→ **WHAT TO PRODUCE**
Please output only the lines that run from the line containing "pub use capture::CaptureHub;" through the end of the material below, exactly.

→ **EXERCISE MATERIAL**
+ + + + +

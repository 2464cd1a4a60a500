//! Single object owned by a centroid tracker.

use crate::tracker::rect::{Centroid, Rect};

#[derive(Debug, Clone, PartialEq)]
pub struct TrackedObject {
    /// Tracker-local identifier, never reused by the same tracker
    pub id: u64,
    /// Centre of the last matched box
    pub centroid: Centroid,
    /// Last matched box
    pub rect: Rect,
    /// Consecutive updates without a matching detection
    pub disappeared_count: u32,
}

impl TrackedObject {
    pub fn new(id: u64, rect: Rect) -> Self {
        Self {
            id,
            centroid: rect.centroid(),
            rect,
            disappeared_count: 0,
        }
    }

    /// Move the object onto a new detection and clear its miss streak.
    pub fn update(&mut self, rect: Rect) {
        self.rect = rect;
        self.centroid = rect.centroid();
        self.disappeared_count = 0;
    }

    /// Record one missed update; returns true once the object should be
    /// deregistered.
    pub fn mark_missed(&mut self, max_disappeared: u32) -> bool {
        self.disappeared_count += 1;
        self.disappeared_count > max_disappeared
    }

    /// Whether the object was matched or registered on the latest update.
    #[inline]
    pub fn is_visible(&self) -> bool {
        self.disappeared_count == 0
    }
}
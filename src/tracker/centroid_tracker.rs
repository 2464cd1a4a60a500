//! Greedy centroid tracker.

use std::collections::BTreeMap;

use tracing::trace;

use crate::tracker::matching::{self, AssignmentResult, Detection};
use crate::tracker::rect::{Centroid, Rect};
use crate::tracker::tracked_object::TrackedObject;

/// Configuration for the CentroidTracker.
#[derive(Debug, Clone, Copy, PartialEq, Eq)]
pub struct TrackerConfig {
    /// Consecutive misses an object survives; one more deregisters it.
    pub max_disappeared: u32,
}

impl Default for TrackerConfig {
    fn default() -> Self {
        Self { max_disappeared: 50 }
    }
}

/// Assigns persistent IDs to detections of a single camera stream.
///
/// Objects are kept in registration order, which is also ID order since IDs
/// are handed out from a monotonically increasing counter.
#[derive(Debug, Clone)]
pub struct CentroidTracker {
    objects: Vec<TrackedObject>,
    next_object_id: u64,
    config: TrackerConfig,
}

impl Default for CentroidTracker {
    fn default() -> Self {
        Self::new(TrackerConfig::default())
    }
}

impl CentroidTracker {
    pub fn new(config: TrackerConfig) -> Self {
        Self {
            objects: Vec::new(),
            next_object_id: 0,
            config,
        }
    }

    pub fn config(&self) -> &TrackerConfig {
        &self.config
    }

    /// Objects still registered after the latest update.
    pub fn objects(&self) -> &[TrackedObject] {
        &self.objects
    }

    /// ID to centroid view of [`Self::objects`].
    pub fn centroids(&self) -> BTreeMap<u64, Centroid> {
        self.objects.iter().map(|o| (o.id, o.centroid)).collect()
    }

    pub fn len(&self) -> usize {
        self.objects.len()
    }

    pub fn is_empty(&self) -> bool {
        self.objects.is_empty()
    }

    /// ID the next registered object will receive.
    pub fn next_id(&self) -> u64 {
        self.next_object_id
    }

    /// Drop every object. The ID counter keeps running so IDs are never
    /// reused.
    pub fn reset(&mut self) {
        self.objects.clear();
    }

    pub fn update(&mut self, detections: &[Detection]) -> &[TrackedObject] {
        let rects: Vec<Rect> = detections.iter().map(|d| d.bbox).collect();
        self.update_rects(&rects)
    }

    pub fn update_rects(&mut self, rects: &[Rect]) -> &[TrackedObject] {
        if rects.is_empty() {
            self.age_all();
            return &self.objects;
        }

        if self.objects.is_empty() {
            for &rect in rects {
                self.register(rect);
            }
            return &self.objects;
        }

        let tracked: Vec<Centroid> = self.objects.iter().map(|o| o.centroid).collect();
        let inputs: Vec<Centroid> = rects.iter().map(Rect::centroid).collect();
        let dists = matching::centroid_distance(&tracked, &inputs);

        let AssignmentResult {
            matches,
            unmatched_rows,
            unmatched_cols,
        } = matching::greedy_assignment(&dists);

        for (row, col) in matches {
            self.objects[row].update(rects[col]);
        }

        let max_disappeared = self.config.max_disappeared;
        let mut expired = vec![false; self.objects.len()];
        for row in unmatched_rows {
            expired[row] = self.objects[row].mark_missed(max_disappeared);
        }
        self.remove_expired(&expired);

        for col in unmatched_cols {
            self.register(rects[col]);
        }

        &self.objects
    }

    fn register(&mut self, rect: Rect) {
        let object = TrackedObject::new(self.next_object_id, rect);
        trace!(id = object.id, x = object.centroid.x, y = object.centroid.y, "registered object");
        self.objects.push(object);
        self.next_object_id += 1;
    }

    fn age_all(&mut self) {
        let max_disappeared = self.config.max_disappeared;
        let expired: Vec<bool> = self
            .objects
            .iter_mut()
            .map(|o| o.mark_missed(max_disappeared))
            .collect();
        self.remove_expired(&expired);
    }

    fn remove_expired(&mut self, expired: &[bool]) {
        let mut flags = expired.iter();
        self.objects.retain(|o| {
            let gone = flags.next().copied().unwrap_or(false);
            if gone {
                trace!(id = o.id, "deregistered object");
            }
            !gone
        });
    }
}
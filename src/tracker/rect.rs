use nalgebra::Point2;
use serde::{Deserialize, Serialize};

/// Axis-aligned bounding box in TLBR format.
///
/// Detectors report corners directly, so the corners are stored as-is and
/// the centroid is derived from them without a width/height round trip.
#[derive(Debug, Clone, Copy, Default, PartialEq, Serialize, Deserialize)]
pub struct Rect {
    /// Top-left x coordinate
    pub x1: f32,
    /// Top-left y coordinate
    pub y1: f32,
    /// Bottom-right x coordinate
    pub x2: f32,
    /// Bottom-right y coordinate
    pub y2: f32,
}

impl Rect {
    /// Create a Rect from TLBR format (top-left x, top-left y, bottom-right x, bottom-right y).
    #[inline]
    pub fn new(x1: f32, y1: f32, x2: f32, y2: f32) -> Self {
        Self { x1, y1, x2, y2 }
    }

    /// Create a Rect from top-left coordinates and dimensions (TLWH format).
    #[inline]
    pub fn from_tlwh(x: f32, y: f32, width: f32, height: f32) -> Self {
        Self {
            x1: x,
            y1: y,
            x2: x + width,
            y2: y + height,
        }
    }

    #[inline]
    pub fn width(&self) -> f32 {
        self.x2 - self.x1
    }

    #[inline]
    pub fn height(&self) -> f32 {
        self.y2 - self.y1
    }

    /// Convert to TLBR format: (x1, y1, x2, y2).
    #[inline]
    pub fn to_tlbr(&self) -> [f32; 4] {
        [self.x1, self.y1, self.x2, self.y2]
    }

    /// Integer centre of the box, truncated toward zero.
    #[inline]
    pub fn centroid(&self) -> Centroid {
        let cx = (self.x1 as f64 + self.x2 as f64) / 2.0;
        let cy = (self.y1 as f64 + self.y2 as f64) / 2.0;
        Centroid::new(cx as i32, cy as i32)
    }
}

/// Tracked position of an object: the integer centre of its last box.
#[derive(Debug, Clone, Copy, Default, PartialEq, Eq, Hash, Serialize, Deserialize)]
pub struct Centroid {
    pub x: i32,
    pub y: i32,
}

impl Centroid {
    #[inline]
    pub fn new(x: i32, y: i32) -> Self {
        Self { x, y }
    }

    #[inline]
    pub fn to_point(self) -> Point2<f64> {
        Point2::new(self.x as f64, self.y as f64)
    }

    /// Euclidean distance between two centroids.
    #[inline]
    pub fn distance(&self, other: &Centroid) -> f64 {
        nalgebra::distance(&self.to_point(), &other.to_point())
    }
}
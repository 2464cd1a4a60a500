//! Per-vehicle sighting history and direction inference.

use std::collections::{BTreeMap, HashMap};

use crate::coordinator::vehicle_id::VehicleId;

/// One observation of a vehicle by a camera.
#[derive(Debug, Clone, Copy, PartialEq)]
pub struct Sighting {
    pub camera: usize,
    /// Unix time in seconds
    pub timestamp: f64,
}

/// Append-only sighting log keyed by vehicle.
#[derive(Debug, Clone, Default)]
pub struct SightingHistory {
    sightings: HashMap<VehicleId, Vec<Sighting>>,
}

impl SightingHistory {
    pub fn new() -> Self {
        Self::default()
    }

    pub fn record(&mut self, id: VehicleId, camera: usize, timestamp: f64) {
        self.sightings
            .entry(id)
            .or_default()
            .push(Sighting { camera, timestamp });
    }

    pub fn sightings(&self, id: VehicleId) -> Option<&[Sighting]> {
        self.sightings.get(&id).map(Vec::as_slice)
    }

    /// Number of vehicles with at least one sighting.
    pub fn len(&self) -> usize {
        self.sightings.len()
    }

    pub fn is_empty(&self) -> bool {
        self.sightings.is_empty()
    }

    /// Camera sequence of every vehicle seen at least twice, oldest first.
    ///
    /// Recomputed from the full history on each call. The sort is stable, so
    /// sightings sharing a timestamp stay in the order they were recorded.
    pub fn directions(&mut self) -> BTreeMap<VehicleId, Vec<usize>> {
        let mut directions = BTreeMap::new();
        for (&id, sightings) in self.sightings.iter_mut() {
            if sightings.len() < 2 {
                continue;
            }
            sightings.sort_by(|a, b| a.timestamp.total_cmp(&b.timestamp));
            directions.insert(id, sightings.iter().map(|s| s.camera).collect());
        }
        directions
    }
}

/// Human readable key for a camera sequence, e.g. `0 -> 1 -> 2`.
pub fn direction_key(cameras: &[usize]) -> String {
    cameras
        .iter()
        .map(|c| c.to_string())
        .collect::<Vec<_>>()
        .join(" -> ")
}
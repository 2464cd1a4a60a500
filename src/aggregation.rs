//! One-hour sliding statistics and the reporting cadence.

mod report;
mod window;

use std::collections::BTreeMap;

use chrono::Utc;
use tracing::debug;

use crate::coordinator::{TickView, direction_key};
use crate::identity::VehicleRegistry;

pub use report::AggregatedRecord;
pub use window::{HOUR_SECS, IntervalRecord, IntervalWindow};

/// Reporting cadence used when the settings do not name one.
pub const DEFAULT_UPDATE_INTERVAL_SECS: u64 = 10;

/// Current wall-clock time as Unix seconds.
pub fn unix_now() -> f64 {
    Utc::now().timestamp_micros() as f64 / 1e6
}

/// Accumulates ticks and emits an [`AggregatedRecord`] every
/// `update_interval` seconds.
#[derive(Debug, Clone)]
pub struct Aggregator {
    window: IntervalWindow,
    update_interval: f64,
    last_report_time: f64,
}

impl Aggregator {
    /// `started_at` counts as the last report, so the first record comes one
    /// interval after start.
    pub fn new(update_interval_secs: u64, started_at: f64) -> Self {
        Self {
            window: IntervalWindow::default(),
            update_interval: update_interval_secs as f64,
            last_report_time: started_at,
        }
    }

    pub fn window(&self) -> &IntervalWindow {
        &self.window
    }

    pub fn last_report_time(&self) -> f64 {
        self.last_report_time
    }

    pub fn is_due(&self, now: f64) -> bool {
        now - self.last_report_time >= self.update_interval
    }

    /// Add one tick and, when the cadence is due, build the report for it.
    ///
    /// The registry's last-seen times are pruned to the window before the
    /// unique count is taken.
    pub fn record_tick(
        &mut self,
        view: &TickView,
        registry: &mut VehicleRegistry,
    ) -> Option<AggregatedRecord> {
        let now = view.timestamp;
        self.window.push(IntervalRecord {
            timestamp: now,
            vehicle_directions: view.directions.clone(),
        });
        self.window.evict(now);

        if !self.is_due(now) {
            return None;
        }

        let pruned = registry.prune(now);
        if pruned > 0 {
            debug!(pruned, "expired last-seen entries");
        }

        let mut direction_counts = BTreeMap::new();
        for cameras in view.directions.values() {
            *direction_counts.entry(direction_key(cameras)).or_insert(0) += 1;
        }

        let record = AggregatedRecord {
            timestamp: now,
            interval_vehicle_count: view.interval_vehicle_count(),
            direction_counts,
            total_vehicles_per_hour: self.window.distinct_vehicles(),
            unique_vehicles_per_hour: registry.active_count(),
        };
        self.last_report_time = now;
        Some(record)
    }
}
//! Builder for creating Detection objects from various box formats.

use crate::tracker::Detection;

/// Builder for creating `Detection` objects from various input formats.
#[derive(Debug, Clone, Default)]
pub struct DetectionBuilder {
    x1: f32,
    y1: f32,
    x2: f32,
    y2: f32,
    confidence: f32,
    class_id: i64,
    track_id: Option<u64>,
}

impl DetectionBuilder {
    /// Create a new detection builder.
    pub fn new() -> Self {
        Self::default()
    }

    /// Set bounding box in TLBR format (x1, y1, x2, y2).
    pub fn tlbr(mut self, x1: f32, y1: f32, x2: f32, y2: f32) -> Self {
        self.x1 = x1;
        self.y1 = y1;
        self.x2 = x2;
        self.y2 = y2;
        self
    }

    /// Set bounding box in XYWH format (center_x, center_y, width, height).
    pub fn xywh(mut self, cx: f32, cy: f32, w: f32, h: f32) -> Self {
        self.x1 = cx - w / 2.0;
        self.y1 = cy - h / 2.0;
        self.x2 = cx + w / 2.0;
        self.y2 = cy + h / 2.0;
        self
    }

    /// Set bounding box in TLWH format (left, top, width, height).
    pub fn tlwh(mut self, x: f32, y: f32, w: f32, h: f32) -> Self {
        self.x1 = x;
        self.y1 = y;
        self.x2 = x + w;
        self.y2 = y + h;
        self
    }

    pub fn confidence(mut self, confidence: f32) -> Self {
        self.confidence = confidence;
        self
    }

    pub fn class_id(mut self, class_id: i64) -> Self {
        self.class_id = class_id;
        self
    }

    /// Identity from an external tracker.
    pub fn track_id(mut self, track_id: Option<u64>) -> Self {
        self.track_id = track_id;
        self
    }

    /// Build the final `Detection`.
    pub fn build(self) -> Detection {
        let detection =
            Detection::new(self.x1, self.y1, self.x2, self.y2, self.confidence, self.class_id);
        match self.track_id {
            Some(id) => detection.with_track_id(id),
            None => detection,
        }
    }
}
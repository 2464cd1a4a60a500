//! Integration module connecting detection feeds, the tracking core and the
//! report sink.
//!
//! Detection itself is external: anything that can hand over boxes for one
//! camera implements [`DetectionSource`]. [`CaptureHub`] polls those sources
//! on their own threads and [`TrafficPipeline`] runs the per-tick loop.

mod builder;
mod capture;
mod detector;
mod filter;
mod pipeline;
mod replay;
mod sink;

pub use builder::DetectionBuilder;
pub use capture::CaptureHub;
pub use detector::DetectionSource;
pub use filter::DetectionFilter;
pub use pipeline::{StatsSnapshot, TrafficPipeline};
pub use replay::ReplaySource;
pub use sink::{CsvReportSink, MemorySink, REPORT_HEADER, ReportSink};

+ + + + +

→ **ANSWER BELOW**
pub use capture::CaptureHub;
pub use detector::DetectionSource;
pub use filter::DetectionFilter;
pub use pipeline::{StatsSnapshot, TrafficPipeline};
pub use replay::ReplaySource;
pub use sink::{CsvReportSink, MemorySink, REPORT_HEADER, ReportSink};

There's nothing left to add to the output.